Quicklebendige 160 Seiten. Sabine Büssing stellt pikante Lebenshinter- und
abgründe elf deutscher Komponisten, von J. S. Bach bis G. Mahler, vor. Zwar
frönt die Autorin ihrer gewaltig klingenden Vorankündigung, "in der
folgenden Untersuchung werden wir Geheimnisse lüften, die transzendentalerer
Natur sind: die Mysterien der schicksalhaften Verknüpfung von Leben und
Werk", doch verpackt sie ihre Texte nicht in Elfenbein, sondern charmant,
kriminalistisch, forschend; wie viel Fisch und wie viel Fleisch war Schubert,
31jährig, seine letzte Forelle verzehrend? Wieder und wieder lässt Büssing
das Diabolische im Schaffen der Tonkunstmeister aufblitzen, zum Beispiel dichtet
sie C. M. Weber in graziöser Weise einen Geist Samiel an, der in prophetischer
Manier zur Seite steht, sie lässt "Wolfgang Mozart mit zwölf Jahren zum
ersten Male das Zeitliche segnen" und ihn seine letzten 23 Jahre als
magnetisierten Pralinennascher durchsausen, Mahler sei gar kein Mensch, sondern
"Gott oder Dämon" gewesen. Büssing gibt in jedem Porträt
"nackte", peppige, erfundene Wahrheiten drauf; so habe Beethoven sein
Leben an "eine vom vielen Limonadentrinken herrührende Leberzirrhose"
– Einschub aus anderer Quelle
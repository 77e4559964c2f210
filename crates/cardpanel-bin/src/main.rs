//! Cardpanel entrypoint: load a card snapshot, apply the requested view and
//! print it together with the collection's rule report.
use anyhow::{Context, Result};
use clap::{Parser, ValueEnum};
use core_config::{Config, load_from};
use core_model::{CardStatus, CardType, Filter, SortDirection, SortKey, WireEnum};
use core_query::GroupBy;
use core_state::{CardPanel, PanelAction};
use core_text::TextPosition;
use std::io::{self, Write};
use std::path::{Path, PathBuf};
use std::process::ExitCode;
use std::sync::Once;
use tracing::{info, warn};
use tracing_appender::non_blocking::WorkerGuard;

mod render;

#[derive(Debug, Clone, Copy, PartialEq, Eq, ValueEnum)]
enum GroupArg {
    None,
    Type,
    Status,
}

impl From<GroupArg> for GroupBy {
    fn from(arg: GroupArg) -> Self {
        match arg {
            GroupArg::None => GroupBy::None,
            GroupArg::Type => GroupBy::Type,
            GroupArg::Status => GroupBy::Status,
        }
    }
}

/// CLI arguments.
#[derive(Parser, Debug)]
#[command(name = "cardpanel", version, about = "Inspect a card snapshot")]
struct Args {
    /// Card snapshot (JSON array of card records).
    pub snapshot: PathBuf,
    /// Optional configuration file path (overrides discovery of `cardpanel.toml`).
    #[arg(long = "config")]
    pub config: Option<PathBuf>,
    /// Case-insensitive substring matched against name, description and code.
    #[arg(long)]
    pub search: Option<String>,
    #[arg(long = "type", value_parser = parse_filter::<CardType>)]
    pub kind: Option<Filter<CardType>>,
    #[arg(long, value_parser = parse_filter::<CardStatus>)]
    pub status: Option<Filter<CardStatus>>,
    /// Require a tag; repeat for several.
    #[arg(long = "tag")]
    pub tags: Vec<String>,
    #[arg(long, value_parser = parse_wire::<SortKey>)]
    pub sort: Option<SortKey>,
    #[arg(long)]
    pub desc: bool,
    #[arg(long, value_enum)]
    pub group: Option<GroupArg>,
    /// Collapse a group (by key) in grouped output; repeatable.
    #[arg(long = "collapse")]
    pub collapse: Vec<String>,
    #[arg(long)]
    pub select: Option<String>,
    /// Show a card's code; repeatable.
    #[arg(long = "expand")]
    pub expand: Vec<String>,
    #[arg(long)]
    pub expand_all: bool,
    #[arg(long)]
    pub dependencies: bool,
    /// Print cards in dependency-first order instead of the query view.
    #[arg(long)]
    pub dependency_order: bool,
    /// Insert text into a card's code: `--insert <ID> <TEXT>`.
    #[arg(long, num_args = 2, value_names = ["ID", "TEXT"])]
    pub insert: Option<Vec<String>>,
    /// Insert position as `LINE:COLUMN` (1-based); appends when omitted.
    #[arg(long, value_parser = parse_position, requires = "insert")]
    pub at: Option<TextPosition>,
    /// Write the (possibly edited) collection back out as a snapshot.
    #[arg(long)]
    pub export: Option<PathBuf>,
    /// Exit with failure when the rule report contains errors.
    #[arg(long)]
    pub check: bool,
}

fn parse_wire<T: WireEnum + Send + Sync>(s: &str) -> Result<T, String> {
    T::from_wire(s).ok_or_else(|| format!("expected one of: {}", T::expected()))
}

fn parse_filter<T: WireEnum + PartialEq + Send + Sync>(s: &str) -> Result<Filter<T>, String> {
    Filter::from_wire(s).ok_or_else(|| format!("expected one of: {}", Filter::<T>::expected()))
}

fn parse_position(s: &str) -> Result<TextPosition, String> {
    let (line, column) = s
        .split_once(':')
        .ok_or_else(|| "expected LINE:COLUMN".to_string())?;
    let line = line.trim().parse().map_err(|e| format!("line: {e}"))?;
    let column = column.trim().parse().map_err(|e| format!("column: {e}"))?;
    Ok(TextPosition::new(line, column))
}

struct AppStartup {
    log_guard: Option<WorkerGuard>,
}

impl AppStartup {
    fn new() -> Self {
        Self { log_guard: None }
    }

    fn configure_logging(&mut self) -> Result<()> {
        let log_dir = Path::new(".");
        let log_path = log_dir.join("cardpanel.log");
        if log_path.exists() {
            let _ = std::fs::remove_file(&log_path);
        }

        let file_appender = tracing_appender::rolling::never(log_dir, "cardpanel.log");
        let (nb_writer, guard) = tracing_appender::non_blocking(file_appender);
        match tracing_subscriber::fmt()
            .with_env_filter(tracing_subscriber::EnvFilter::from_default_env())
            .with_writer(nb_writer)
            .try_init()
        {
            Ok(_) => {
                self.log_guard = Some(guard);
            }
            Err(_err) => {
                // Global tracing subscriber already installed; drop guard so writer shuts down.
            }
        }

        Ok(())
    }

    fn install_panic_hook() {
        static HOOK: Once = Once::new();
        HOOK.call_once(|| {
            let default_panic = std::panic::take_hook();
            std::panic::set_hook(Box::new(move |info| {
                tracing::error!(target: "runtime.panic", ?info, "panic");
                default_panic(info);
            }));
        });
    }
}

/// Translate query/view flags into panel actions.
fn view_actions(args: &Args) -> Vec<PanelAction> {
    let mut actions = Vec::new();
    if let Some(query) = &args.search {
        actions.push(PanelAction::SetSearch(query.clone()));
    }
    if let Some(kind) = args.kind {
        actions.push(PanelAction::SetFilterType(kind));
    }
    if let Some(status) = args.status {
        actions.push(PanelAction::SetFilterStatus(status));
    }
    if !args.tags.is_empty() {
        actions.push(PanelAction::SetTags(args.tags.clone()));
    }
    if let Some(key) = args.sort {
        actions.push(PanelAction::SetSort(key, SortDirection::Asc));
    }
    if args.desc {
        actions.push(PanelAction::SetSortDirection(SortDirection::Desc));
    }
    if let Some(group) = args.group {
        actions.push(PanelAction::SetGroupBy(group.into()));
    }
    actions.extend(args.collapse.iter().cloned().map(PanelAction::ToggleGroup));
    if let Some(id) = &args.select {
        actions.push(PanelAction::Select(id.clone()));
    }
    actions.extend(args.expand.iter().cloned().map(PanelAction::Expand));
    if args.dependencies {
        actions.push(PanelAction::ToggleDependencies);
    }
    actions
}

fn run(args: &Args, config: &Config) -> Result<ExitCode> {
    let data = std::fs::read_to_string(&args.snapshot)
        .with_context(|| format!("reading snapshot {}", args.snapshot.display()))?;
    let mut panel =
        CardPanel::new(Default::default(), &config.panel).with_policy(config.rule_policy());
    let report = panel
        .import_cards(&data)
        .with_context(|| format!("importing {}", args.snapshot.display()))?;
    info!(
        target: "runtime",
        cards = report.cards_imported,
        advisories = report.advisories.len(),
        "snapshot_loaded"
    );

    if let Some(insert) = &args.insert
        && let [id, text] = insert.as_slice()
    {
        if config.editor.read_only {
            warn!(target: "runtime", id = %id, "insert_skipped_read_only");
        } else {
            panel
                .insert_code(id, text, args.at)
                .with_context(|| format!("inserting into {id}"))?;
        }
    }

    for action in view_actions(args) {
        panel.dispatch(action);
    }
    if args.expand_all {
        panel.expand_all();
    }

    let stdout = io::stdout();
    let mut out = stdout.lock();
    if args.dependency_order {
        render::write_dependency_order(&mut out, &panel)?;
    } else {
        render::write_view(&mut out, &panel, &config.editor)?;
    }
    let rules = panel.rule_report();
    render::write_report(&mut out, &rules)?;
    out.flush()?;

    if let Some(path) = &args.export {
        let snapshot = panel.export_cards()?;
        std::fs::write(path, snapshot).with_context(|| format!("writing {}", path.display()))?;
        info!(target: "runtime", path = %path.display(), "snapshot_exported");
    }

    if args.check && rules.errors().next().is_some() {
        return Ok(ExitCode::FAILURE);
    }
    Ok(ExitCode::SUCCESS)
}

fn main() -> Result<ExitCode> {
    let mut startup = AppStartup::new();
    startup.configure_logging()?;
    AppStartup::install_panic_hook();
    info!(target: "runtime", "startup");

    let args = Args::parse();
    let config = load_from(args.config.clone())?;
    info!(
        target: "runtime",
        config_override = args.config.is_some(),
        width = config.panel.width,
        theme = %config.panel.theme,
        font_size = config.editor.font_size,
        tab_size = config.editor.tab_size,
        "config_loaded"
    );
    let code = run(&args, &config)?;
    info!(target: "runtime", "shutdown");
    Ok(code)
}

#[cfg(test)]
mod tests {
    use super::*;
    use core_model::{Card, CardCollection, PanelConfig};

    #[test]
    fn parses_view_flags() {
        let args = Args::try_parse_from([
            "cardpanel",
            "cards.json",
            "--search",
            "user",
            "--type",
            "function",
            "--sort",
            "name",
            "--desc",
            "--group",
            "status",
        ])
        .unwrap();
        assert_eq!(args.kind, Some(Filter::Only(CardType::Function)));
        assert_eq!(args.sort, Some(SortKey::Name));
        let actions = view_actions(&args);
        assert_eq!(actions[0], PanelAction::SetSearch("user".into()));
        assert!(actions.contains(&PanelAction::SetSortDirection(SortDirection::Desc)));
        assert!(actions.contains(&PanelAction::SetGroupBy(GroupBy::Status)));
    }

    #[test]
    fn expand_flag_keeps_preexpanded_card_open() {
        let mut card = Card::new("load", CardType::Function, "loadUser").with_code("load();");
        card.expanded = true;
        let mut panel = CardPanel::new(
            CardCollection::new(vec![card]).unwrap(),
            &PanelConfig::default(),
        );
        assert!(panel.state().is_expanded("load"));

        let args = Args::try_parse_from(["cardpanel", "c.json", "--expand", "load"]).unwrap();
        for action in view_actions(&args) {
            panel.dispatch(action);
        }
        assert!(panel.state().is_expanded("load"));
    }

    #[test]
    fn rejects_unknown_variant() {
        let err =
            Args::try_parse_from(["cardpanel", "cards.json", "--status", "pending"]).unwrap_err();
        assert!(err.to_string().contains("success, warning, error"));
    }

    #[test]
    fn type_filter_accepts_all() {
        let args = Args::try_parse_from(["cardpanel", "c.json", "--type", "all"]).unwrap();
        assert_eq!(args.kind, Some(Filter::All));
    }

    #[test]
    fn position_argument() {
        assert_eq!(parse_position("3:7"), Ok(TextPosition::new(3, 7)));
        assert!(parse_position("3").is_err());
        assert!(parse_position("a:1").is_err());
        let args = Args::try_parse_from([
            "cardpanel", "c.json", "--insert", "load", "// note\n", "--at", "2:1",
        ])
        .unwrap();
        assert_eq!(
            args.insert.as_deref(),
            Some(&["load".to_string(), "// note\n".to_string()][..])
        );
        assert_eq!(args.at, Some(TextPosition::new(2, 1)));
    }
}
verloren, Schuberts Vita fasst sie zusammen als "eines echten Gourmets
Leidensweg, vom ‚Roten Krebsen’ bis zum ‚Roten Kreuz’". Der
Musikkritiker wird bei diesen und anderen Passagen aufspringen, Büssing,
selbstironisch, beschreibt das; allerdings ist die Autorin Musikkennerin genug,
um zu wissen, wo sie verstellt, d. h. spielt, und wo sie, was sie nicht tut,
entfremdet, überzieht. Büsssing spielt, -weil sie viel weiß; sie stellt
Verknüpfungen her zwischen dem "pyknischem Charakter" im Körperbau
Schuberts und Beethovens und dem "sogenannten asthenischen Habitus"
Webers; elegant sind unscheinbare Unterscheidungen zwischen Mozart, dem
Halbgott, und Weber, dem Halbmensch; Mahler habe sich bei seinen vielen
Wohnungswechseln in Wien vom unsteten Beethoven inspirieren lassen. sie
empfindet der Musik ihrer Künstler nach, sie verfasst das Heiligenstädter
Testament Beethovens neu, sie "ergänzt" Webers Freischütz, sie nimmt
Teil an der Entstehung der Partitur des Ungarischen Tanzes Nr.5 Brahms.
Fazit
Wunderbar bizarre Panorama, vergnüglich, überdreht, neu.